Who is minding the store?

Seven charged in voucher scam
False claims by school alleged

By KIMBERLY MILLER, S.V. DÁTE
Wednesday, June 30, 2004, Palm Beach Post

BARTOW - Seven Christian school employees - including a self-styled "God's Messenger" and "Overseer Prophetess" - were charged Tuesday with defrauding taxpayers out of tens of thousands of dollars in school-voucher money and spending it on such things as a $53,000 SUV, satellite television and tickets to a comedy show.

Polk County sheriff's deputies carried out a pre-dawn raid to arrest Betty Jives Mitchell, 37, the director of Faith Christian Academy in Bartow, as well as five relatives and another woman, culminating a seven-month probe started by Chief Financial Officer Tom Gallagher and carried out by Polk State Attorney Jerry Hill.

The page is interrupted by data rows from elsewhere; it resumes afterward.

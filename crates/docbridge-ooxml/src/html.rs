//! DOCX to HTML conversion
//!
//! Produces body content for the editor: headings, paragraphs, nested
//! bulleted and numbered lists, bold/italic runs, hyperlinks, line breaks
//! and tables. Anything else is reduced to its text.

use tracing::{debug, warn};

use crate::archive::OoxmlArchive;
use crate::document::{Block, Document, Hyperlink, Paragraph, ParagraphChild, Run, Table};
use crate::error::Result;
use crate::model::{CoreProperties, MAX_LIST_LEVEL};
use crate::numbering::Numbering;
use crate::relationships::Relationships;
use crate::styles::StyleSheet;

/// Escape text for HTML element content and attribute values
pub fn escape_html(text: &str) -> String {
    let mut out = String::with_capacity(text.len());
    for c in text.chars() {
        match c {
            '&' => out.push_str("&amp;"),
            '<' => out.push_str("&lt;"),
            '>' => out.push_str("&gt;"),
            '"' => out.push_str("&quot;"),
            _ => out.push(c),
        }
    }
    out
}

/// List membership of a paragraph
#[derive(Debug, Clone, Copy, PartialEq, Eq)]
struct ListItem {
    ordered: bool,
    level: usize,
}

/// Renders a parsed document to HTML using its styles, numbering and links
#[derive(Debug, Default)]
pub struct HtmlConverter {
    styles: StyleSheet,
    numbering: Numbering,
    relationships: Relationships,
    /// Open lists, outermost first; `true` for `ol`
    open_lists: Vec<bool>,
    output: String,
}

impl HtmlConverter {
    /// Create a converter from already-parsed parts
    pub fn new(styles: StyleSheet, numbering: Numbering, relationships: Relationships) -> Self {
        Self {
            styles,
            numbering,
            relationships,
            open_lists: Vec::new(),
            output: String::new(),
        }
    }

    /// Create a converter for a package
    ///
    /// Unreadable auxiliary parts (styles, numbering, relationships) are
    /// replaced by empty definitions; the document still converts.
    pub fn from_archive(archive: &OoxmlArchive) -> Self {
        let styles = archive
            .styles_xml()
            .map(StyleSheet::parse)
            .transpose()
            .unwrap_or_else(|e| {
                warn!(error = %e, "ignoring unreadable styles part");
                None
            })
            .unwrap_or_default();
        let numbering = archive
            .numbering_xml()
            .map(Numbering::parse)
            .transpose()
            .unwrap_or_else(|e| {
                warn!(error = %e, "ignoring unreadable numbering part");
                None
            })
            .unwrap_or_default();
        let relationships = archive
            .document_rels_xml()
            .map(Relationships::parse)
            .transpose()
            .unwrap_or_else(|e| {
                warn!(error = %e, "ignoring unreadable document relationships");
                None
            })
            .unwrap_or_default();

        Self::new(styles, numbering, relationships)
    }

    /// Convert a parsed document to HTML
    pub fn convert(mut self, doc: &Document) -> String {
        self.output.clear();

        for block in &doc.blocks {
            match block {
                Block::Paragraph(para) => self.paragraph(para),
                Block::Table(table) => {
                    self.close_lists(0);
                    self.table(table);
                }
            }
        }
        self.close_lists(0);

        debug!(
            blocks = doc.blocks.len(),
            bytes = self.output.len(),
            "converted document to html"
        );
        self.output
    }

    fn paragraph(&mut self, para: &Paragraph) {
        if para.is_empty() {
            return;
        }

        let heading = para
            .style_id
            .as_deref()
            .and_then(|id| self.styles.heading_level(id))
            .map(|level| level.min(6));

        match (self.list_item(para), heading) {
            (Some(item), None) => {
                self.open_item(item);
                let content = self.inline_html(para);
                self.output.push_str(&content);
            }
            (_, heading) => {
                self.close_lists(0);
                let tag = match heading {
                    Some(level) => format!("h{}", level),
                    None => "p".to_string(),
                };
                let content = self.inline_html(para);
                self.output.push_str(&format!(
                    "<{}{}>{}</{}>",
                    tag,
                    alignment_attr(para.alignment.as_deref()),
                    content,
                    tag
                ));
            }
        }
    }

    /// Decide whether a paragraph is a list item, and of which kind
    fn list_item(&self, para: &Paragraph) -> Option<ListItem> {
        let level = para
            .numbering
            .as_ref()
            .map(|n| n.ilvl.min(MAX_LIST_LEVEL))
            .unwrap_or(0);

        let explicit = para
            .numbering
            .as_ref()
            .map(|n| n.num_id.as_str())
            .filter(|id| !id.is_empty());
        // numId 0 explicitly removes numbering
        if explicit == Some("0") {
            return None;
        }

        let style_id = para.style_id.as_deref();
        let num_id = explicit.or_else(|| style_id.and_then(|id| self.styles.num_id(id)));
        if let Some(num_id) = num_id {
            return Some(ListItem {
                ordered: self.numbering.is_ordered(num_id, level),
                level: level as usize,
            });
        }

        let name = style_id.map(|id| self.styles.name(id).to_lowercase())?;
        let compact: String = name.chars().filter(|c| !c.is_whitespace()).collect();
        if compact.starts_with("listbullet") {
            Some(ListItem {
                ordered: false,
                level: 0,
            })
        } else if compact.starts_with("listnumber") {
            Some(ListItem {
                ordered: true,
                level: 0,
            })
        } else {
            None
        }
    }

    /// Open the `li` for an item, opening or closing lists to reach its level
    fn open_item(&mut self, item: ListItem) {
        let depth = item.level + 1;
        self.close_lists(depth);

        if self.open_lists.len() == depth && self.open_lists.last() != Some(&item.ordered) {
            self.close_lists(depth - 1);
        }

        if self.open_lists.len() == depth {
            self.output.push_str("</li><li>");
            return;
        }

        while self.open_lists.len() < depth {
            self.output
                .push_str(if item.ordered { "<ol><li>" } else { "<ul><li>" });
            self.open_lists.push(item.ordered);
        }
    }

    /// Close open lists until at most `depth` remain
    fn close_lists(&mut self, depth: usize) {
        while self.open_lists.len() > depth {
            if let Some(ordered) = self.open_lists.pop() {
                self.output
                    .push_str(if ordered { "</li></ol>" } else { "</li></ul>" });
            }
        }
    }

    fn table(&mut self, table: &Table) {
        self.output.push_str("<table>");
        for row in &table.rows {
            self.output.push_str("<tr>");
            for cell in &row.cells {
                self.output.push_str("<td>");
                for para in cell.paragraphs.iter().filter(|p| !p.is_empty()) {
                    let content = self.inline_html(para);
                    self.output.push_str(&format!("<p>{}</p>", content));
                }
                self.output.push_str("</td>");
            }
            self.output.push_str("</tr>");
        }
        self.output.push_str("</table>");
    }

    fn inline_html(&self, para: &Paragraph) -> String {
        let mut html = String::new();
        let mut pending: Vec<Run> = Vec::new();
        for child in &para.children {
            match child {
                ParagraphChild::Run(run) => pending.push(run.clone()),
                ParagraphChild::Hyperlink(link) => {
                    html.push_str(&runs_html(&pending));
                    pending.clear();
                    html.push_str(&self.hyperlink_html(link));
                }
            }
        }
        html.push_str(&runs_html(&pending));
        html
    }

    fn hyperlink_html(&self, link: &Hyperlink) -> String {
        let inner = runs_html(&link.runs);
        let href = match (&link.id, &link.anchor) {
            (Some(id), _) => match self.relationships.get(id) {
                Some(target) => Some(target.to_string()),
                None => {
                    warn!(rel_id = %id, "hyperlink relationship not found");
                    None
                }
            },
            (None, Some(anchor)) => Some(format!("#{}", anchor)),
            (None, None) => None,
        };

        match href {
            Some(href) => format!("<a href=\"{}\">{}</a>", escape_html(&href), inner),
            None => inner,
        }
    }
}

/// Convert a package's main document to HTML body content
pub fn docx_to_html(archive: &OoxmlArchive) -> Result<String> {
    let document = Document::parse(archive.document_xml()?)?;
    Ok(HtmlConverter::from_archive(archive).convert(&document))
}

/// Read the core properties of a package, if present and well-formed
pub fn read_core_properties(archive: &OoxmlArchive) -> Option<CoreProperties> {
    let xml = archive.core_xml()?;
    match CoreProperties::parse(xml) {
        Ok(props) => Some(props),
        Err(e) => {
            debug!(error = %e, "core properties unreadable");
            None
        }
    }
}

/// Render runs, joining neighbours the producer split with equal formatting
fn runs_html(runs: &[Run]) -> String {
    let mut html = String::new();
    let mut iter = runs.iter().peekable();
    while let Some(first) = iter.next() {
        let mut text = first.text.clone();
        while let Some(next) = iter.next_if(|r| r.bold == first.bold && r.italic == first.italic) {
            text.push_str(&next.text);
        }

        let mut piece = escape_html(&text).replace('\n', "<br />");
        if first.italic {
            piece = format!("<em>{}</em>", piece);
        }
        if first.bold {
            piece = format!("<strong>{}</strong>", piece);
        }
        html.push_str(&piece);
    }
    html
}

fn alignment_attr(jc: Option<&str>) -> &'static str {
    match jc {
        Some("center") => " style=\"text-align:center\"",
        Some("right") | Some("end") => " style=\"text-align:right\"",
        Some("both") | Some("distribute") => " style=\"text-align:justify\"",
        _ => "",
    }
}
//! Style definitions parsing (word/styles.xml)
//!
//! Only what the importer needs is kept: style names, inheritance, outline
//! levels and list numbering attached to paragraph styles.

use std::collections::{HashMap, HashSet};

use quick_xml::events::Event;
use quick_xml::Reader;

use crate::error::{OoxmlError, Result};
use crate::xml::get_attr_local;

/// Collection of styles from a document
#[derive(Debug, Clone, Default)]
pub struct StyleSheet {
    /// All styles, keyed by style ID
    styles: HashMap<String, Style>,
    /// Default paragraph style ID
    pub default_paragraph: Option<String>,
}

/// A Word style definition
#[derive(Debug, Clone, PartialEq, Eq)]
pub struct Style {
    /// Style ID (used in document references)
    pub id: String,
    /// Display name
    pub name: String,
    /// Style type
    pub style_type: StyleType,
    /// Base style ID (for inheritance)
    pub based_on: Option<String>,
    /// Outline level (0-8, where 0 = Heading 1)
    pub outline_level: Option<u8>,
    /// Numbering instance attached through the style's `w:numPr`
    pub num_id: Option<String>,
}

/// Type of style
#[derive(Debug, Clone, Copy, PartialEq, Eq)]
pub enum StyleType {
    /// Paragraph style
    Paragraph,
    /// Character (run) style
    Character,
    /// Table style
    Table,
    /// Numbering style
    Numbering,
}

impl StyleSheet {
    /// Parse styles from XML bytes
    pub fn parse(xml: &[u8]) -> Result<Self> {
        let mut reader = Reader::from_reader(xml);
        reader.config_mut().trim_text(true);

        let mut stylesheet = StyleSheet::default();
        let mut buf = Vec::new();
        let mut current_style: Option<StyleBuilder> = None;

        loop {
            match reader.read_event_into(&mut buf) {
                Ok(Event::Start(ref e)) | Ok(Event::Empty(ref e)) => {
                    let name = e.local_name();
                    if name.as_ref() == b"style" {
                        current_style = Some(StyleBuilder {
                            id: get_attr_local(e, b"styleId"),
                            style_type: get_attr_local(e, b"type").map(|t| match t.as_str() {
                                "character" => StyleType::Character,
                                "table" => StyleType::Table,
                                "numbering" => StyleType::Numbering,
                                _ => StyleType::Paragraph,
                            }),
                            is_default: get_attr_local(e, b"default").as_deref() == Some("1"),
                            ..Default::default()
                        });
                    } else if let Some(builder) = current_style.as_mut() {
                        let val = get_attr_local(e, b"val");
                        match name.as_ref() {
                            b"name" => builder.name = val,
                            b"basedOn" => builder.based_on = val,
                            b"outlineLvl" => {
                                builder.outline_level = val.and_then(|v| v.parse().ok())
                            }
                            b"numId" => builder.num_id = val,
                            _ => {}
                        }
                    }
                }
                Ok(Event::End(ref e)) => {
                    if e.local_name().as_ref() == b"style" {
                        if let Some(builder) = current_style.take() {
                            let is_default = builder.is_default;
                            if let Some(style) = builder.build() {
                                if is_default && style.style_type == StyleType::Paragraph {
                                    stylesheet.default_paragraph = Some(style.id.clone());
                                }
                                stylesheet.styles.insert(style.id.clone(), style);
                            }
                        }
                    }
                }
                Ok(Event::Eof) => break,
                Err(e) => return Err(OoxmlError::Xml(e)),
                _ => {}
            }
            buf.clear();
        }

        Ok(stylesheet)
    }

    /// Get a style by ID
    pub fn get(&self, id: &str) -> Option<&Style> {
        self.styles.get(id)
    }

    /// Number of styles
    pub fn len(&self) -> usize {
        self.styles.len()
    }

    /// Check if the sheet has no styles
    pub fn is_empty(&self) -> bool {
        self.styles.is_empty()
    }

    /// Get the heading level (1-9) for a paragraph style, if it is a heading
    ///
    /// Resolved through the inheritance chain, by outline level first and by
    /// the conventional names (`heading N`, `Title`) second. Unknown style IDs
    /// are matched by name against the ID itself.
    pub fn heading_level(&self, style_id: &str) -> Option<u8> {
        let chain = self.resolve_chain(style_id);
        if chain.is_empty() {
            return heading_level_from_name(style_id);
        }

        chain
            .iter()
            .find_map(|s| s.outline_level.filter(|l| *l < 9).map(|l| l + 1))
            .or_else(|| {
                chain.iter().find_map(|s| {
                    heading_level_from_name(&s.name).or_else(|| heading_level_from_name(&s.id))
                })
            })
    }

    /// Numbering instance a paragraph style attaches, following inheritance
    pub fn num_id(&self, style_id: &str) -> Option<&str> {
        self.resolve_chain(style_id)
            .into_iter()
            .find_map(|s| s.num_id.as_deref())
    }

    /// Display name of a style, falling back to the ID
    pub fn name<'a>(&'a self, style_id: &'a str) -> &'a str {
        self.get(style_id).map(|s| s.name.as_str()).unwrap_or(style_id)
    }

    /// Resolve the full inheritance chain for a style
    pub fn resolve_chain(&self, style_id: &str) -> Vec<&Style> {
        let mut chain = Vec::new();
        let mut current = style_id;
        let mut seen = HashSet::new();

        while let Some(style) = self.get(current) {
            if !seen.insert(&style.id) {
                break;
            }
            chain.push(style);
            match style.based_on {
                Some(ref base) => current = base,
                None => break,
            }
        }

        chain
    }
}

/// Heading level implied by a style name or ID (`heading 2`, `Heading2`, `Title`)
pub fn heading_level_from_name(name: &str) -> Option<u8> {
    let normalized: String = name
        .chars()
        .filter(|c| !c.is_whitespace())
        .collect::<String>()
        .to_lowercase();

    if normalized == "title" {
        return Some(1);
    }
    normalized
        .strip_prefix("heading")
        .and_then(|n| n.parse::<u8>().ok())
        .filter(|n| (1..=9).contains(n))
}

#[derive(Default)]
struct StyleBuilder {
    id: Option<String>,
    name: Option<String>,
    style_type: Option<StyleType>,
    based_on: Option<String>,
    outline_level: Option<u8>,
    num_id: Option<String>,
    is_default: bool,
}

impl StyleBuilder {
    fn build(self) -> Option<Style> {
        let id = self.id?;
        Some(Style {
            name: self.name.unwrap_or_else(|| id.clone()),
            id,
            style_type: self.style_type.unwrap_or(StyleType::Paragraph),
            based_on: self.based_on,
            outline_level: self.outline_level,
            num_id: self.num_id,
        })
    }
}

According to an affidavit filed by Hill's office to procure arrest warrants, Mitchell and her clan submitted $53,343 in fraudulent claims under the McKay Scholarships program for disabled children, many thousands more for phantom students under the federal free- and reduced-price lunch program, and at least several thousand dollars from corporate tax credit voucher founder John Kirtley's group.

The seven used a complicated money laundering and racketeering scheme - which in a single four-hour period on Dec. 5, 2003, converted more than $70,500 of voucher money first into cashier's checks, then cash - to take advantage of Florida's loosely written school voucher laws, Hill said.

According to the affidavit, the plan included everything from forging parents' signatures to inventing their own accrediting agency to offer legitimacy to the school to doctoring invoices from the T.G. Lee dairy to overbill the state and federal governments for milk deliveries.

And they stole from others, including a textbook publisher and landscapers, the affidavit said. The total, the report said, was more than $200,000.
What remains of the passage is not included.